There's a semi-frequent back and forth happens with new users to Clojure: "I used keyword on the string "hello world" and it gave me back ":hello world" which doesn't roundtrip. Is it broken?" "The function keyword doesn't validate its inputs." "Why not?" "Performance and ease of use."

In addition to maybe clarifying their docstrings to explicitly say they don't validate input, I think it would be helpful to have "safe" versions of keyword and symbol (and gensym?) that throw errors on incorrect inputs:

(defn safe-keyword
  ([name] (cond (keyword? name) name
                (symbol? name) (clojure.lang.Keyword/intern ^clojure.lang.Symbol name)
                (string? name)
                (if (re-matches #"cool-keyword-regex" name)
                  (clojure.lang.Keyword/intern ^String name)
                  (throw (IllegalArgumentException. (str "Given bad string: " name))))))
  ([ns name]
   (if (re-matches #"cool-keyword-regex" name)
     (clojure.lang.Keyword/intern ns name)
     (throw (IllegalArgumentException. (str "Given bad string: " name))))))

Then keyword's docstring can just say "Does not validate input. See safe-keyword for a version that does." or similar.

1 Answer

+2 votes
ago by
selected ago by
 
Best answer

For reference of those arriving here, there is a faq entry about this issue at https://clojure.org/guides/faq#unreadable_keywords.

Of note in that faq, there are valid (and safe!) reasons to programmatically create and use keywords and symbols that cannot be roundtripped through read. So the issue is not one of "safety" per se and I don't expect that we will add variants of keyword or symbol like this.

This question is not really identifying a problem or a use case that needs to be addressed. Working backwards - in what use cases would you want this feedback? Only in cases where you don't know what the string is (ie, user input). From a developer point of view, you should be validating that input before invoking these functions - where exactly that happens will depend on the application. If anything, creating a predicate that validates whether a string can be roundtripped as a keyword or symbol might be helpful (these regexes exist in the reader so read-string is 90% of the way there).

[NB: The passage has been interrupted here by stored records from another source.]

//! Eye tracker configuration

use serde::{Deserialize, Serialize};

use crate::detector::Region;
use crate::TrackerError;

/// Which face region drives eye detection when several are found
#[derive(Debug, Clone, Copy, PartialEq, Eq, Default, Serialize, Deserialize)]
#[serde(rename_all = "snake_case")]
pub enum FaceSelection {
    /// Largest face by area
    #[default]
    Largest,
    /// First face in detector order
    First,
    /// Last face in detector order
    Last,
}

impl FaceSelection {
    pub fn select<'a>(&self, faces: &'a [Region]) -> Option<&'a Region> {
        match self {
            // max_by_key keeps the last of equal maxima; prefer the earlier one
            FaceSelection::Largest => faces
                .iter()
                .rev()
                .max_by_key(|face| face.area()),
            FaceSelection::First => faces.first(),
            FaceSelection::Last => faces.last(),
        }
    }
}

/// How elapsed capture time is measured
#[derive(Debug, Clone, Copy, PartialEq, Eq, Default, Serialize, Deserialize)]
#[serde(rename_all = "snake_case")]
pub enum TimeBase {
    /// Wall-clock time from the first frame read until the source is exhausted
    #[default]
    WallClock,
    /// Time spanned by the frames' media timestamps
    Media,
}

/// Multi-scale scan parameters
#[derive(Debug, Clone, PartialEq, Serialize, Deserialize)]
#[serde(default)]
pub struct ScanParams {
    /// Pyramid step between scales (> 1.0)
    pub scale_factor: f32,

    /// Overlapping hits a candidate needs beyond itself to be kept
    pub min_neighbors: u32,

    /// Smallest object side in pixels (0 = window size)
    pub min_size: u32,

    /// Classifier window width
    pub window_width: u32,

    /// Classifier window height
    pub window_height: u32,

    /// Window step in pixels at each scale
    pub stride: u32,

    /// Classifier score needed for a hit
    pub threshold: f32,
}

impl Default for ScanParams {
    fn default() -> Self {
        Self::face()
    }
}

impl ScanParams {
    /// Face scan defaults
    pub fn face() -> Self {
        Self {
            scale_factor: 1.3,
            min_neighbors: 5,
            min_size: 0,
            window_width: 24,
            window_height: 24,
            stride: 2,
            threshold: 0.5,
        }
    }

    /// Eye scan defaults
    pub fn eye() -> Self {
        Self {
            scale_factor: 1.1,
            min_neighbors: 10,
            min_size: 0,
            window_width: 20,
            window_height: 20,
            stride: 2,
            threshold: 0.5,
        }
    }

    pub fn window(&self) -> (u32, u32) {
        (self.window_width, self.window_height)
    }

    fn validate(&self, name: &str) -> Result<(), TrackerError> {
        if !(self.scale_factor > 1.0) {
            return Err(TrackerError::Config(format!(
                "{} scale_factor must be greater than 1.0, got {}",
                name, self.scale_factor
            )));
        }
        if self.window_width == 0 || self.window_height == 0 || self.stride == 0 {
            return Err(TrackerError::Config(format!(
                "{} window and stride must be non-zero",
                name
            )));
        }
        Ok(())
    }
}

/// Eye tracker configuration
#[derive(Debug, Clone, Serialize, Deserialize)]
#[serde(default)]
pub struct TrackerConfig {
    /// Face patch classifier (ONNX); whole-frame fallback when unset
    pub face_model_path: Option<String>,

    /// Eye patch classifier (ONNX); dark-blob fallback when unset
    pub eye_model_path: Option<String>,

    pub face_scan: ScanParams,

    pub eye_scan: ScanParams,

    pub face_selection: FaceSelection,

    pub time_base: TimeBase,
}

impl Default for TrackerConfig {
    fn default() -> Self {
        Self {
            face_model_path: None,
            eye_model_path: None,
            face_scan: ScanParams::face(),
            eye_scan: ScanParams::eye(),
            face_selection: FaceSelection::Largest,
            time_base: TimeBase::WallClock,
        }
    }
}

impl TrackerConfig {
    pub fn validate(&self) -> Result<(), TrackerError> {
        self.face_scan.validate("face_scan")?;
        self.eye_scan.validate("eye_scan")
    }
}
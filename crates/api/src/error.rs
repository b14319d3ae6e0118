//! HTTP error mapping

use axum::{
    http::StatusCode,
    response::{IntoResponse, Response},
    Json,
};
use serde_json::json;
use thiserror::Error;

use attention_engine::AnalysisError;
use eye_tracker::TrackerError;
use frame_capture::CaptureError;
use storage::StorageError;

use crate::pipeline::PipelineError;

/// Errors surfaced as JSON `{"error": ...}` responses
#[derive(Debug, Error)]
pub enum ApiError {
    #[error("{0}")]
    BadRequest(String),
    #[error("{0}")]
    NotFound(String),
    #[error("No data to analyze")]
    NoData,
    #[error("{0}")]
    Unprocessable(String),
    #[error("{error}")]
    Upstream {
        status: StatusCode,
        error: String,
        details: String,
    },
    #[error("{0}")]
    Timeout(String),
    #[error("{0}")]
    Internal(String),
}

impl ApiError {
    pub fn status(&self) -> StatusCode {
        match self {
            ApiError::BadRequest(_) => StatusCode::BAD_REQUEST,
            ApiError::NotFound(_) => StatusCode::NOT_FOUND,
            ApiError::NoData | ApiError::Unprocessable(_) => StatusCode::UNPROCESSABLE_ENTITY,
            ApiError::Upstream { status, .. } => *status,
            ApiError::Timeout(_) => StatusCode::GATEWAY_TIMEOUT,
            ApiError::Internal(_) => StatusCode::INTERNAL_SERVER_ERROR,
        }
    }
}

impl IntoResponse for ApiError {
    fn into_response(self) -> Response {
        let status = self.status();
        let body = match &self {
            ApiError::Upstream { error, details, .. } => {
                json!({ "error": error, "details": details })
            }
            other => json!({ "error": other.to_string() }),
        };
        (status, Json(body)).into_response()
    }
}

impl From<PipelineError> for ApiError {
    fn from(err: PipelineError) -> Self {
        match err {
            PipelineError::Analysis(AnalysisError::NoData { .. }) => ApiError::NoData,
            PipelineError::Analysis(e) => ApiError::Internal(e.to_string()),
            PipelineError::Capture(CaptureError::Unreadable(msg))
            | PipelineError::Tracker(TrackerError::SourceUnreadable(msg)) => {
                ApiError::Unprocessable(format!("Could not read video: {}", msg))
            }
            PipelineError::Tracker(TrackerError::Capture(CaptureError::Unreadable(msg))) => {
                ApiError::Unprocessable(format!("Could not read video: {}", msg))
            }
            PipelineError::Capture(CaptureError::Format(msg)) => {
                ApiError::Unprocessable(format!("Unsupported video: {}", msg))
            }
            other => ApiError::Internal(other.to_string()),
        }
    }
}

impl From<StorageError> for ApiError {
    fn from(err: StorageError) -> Self {
        ApiError::Internal(err.to_string())
    }
}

One problem area that we do intend to work on is the issue of printing edn data that you want to later read, which is where things like this tend to be an issue. There are many flavors of this - keywords (or less frequently symbols) that can't be read back, regex values (not supported in edn), ordered map or set types, etc. These are all issues around print control, and how you handle them is likely to depend a lot on the use case. A real problem in this area is that print control is global and installing validation or transformation logic affects everyone in the runtime. We would like to have more localized print control and possibly standard print support for "edn-safe" printing.

...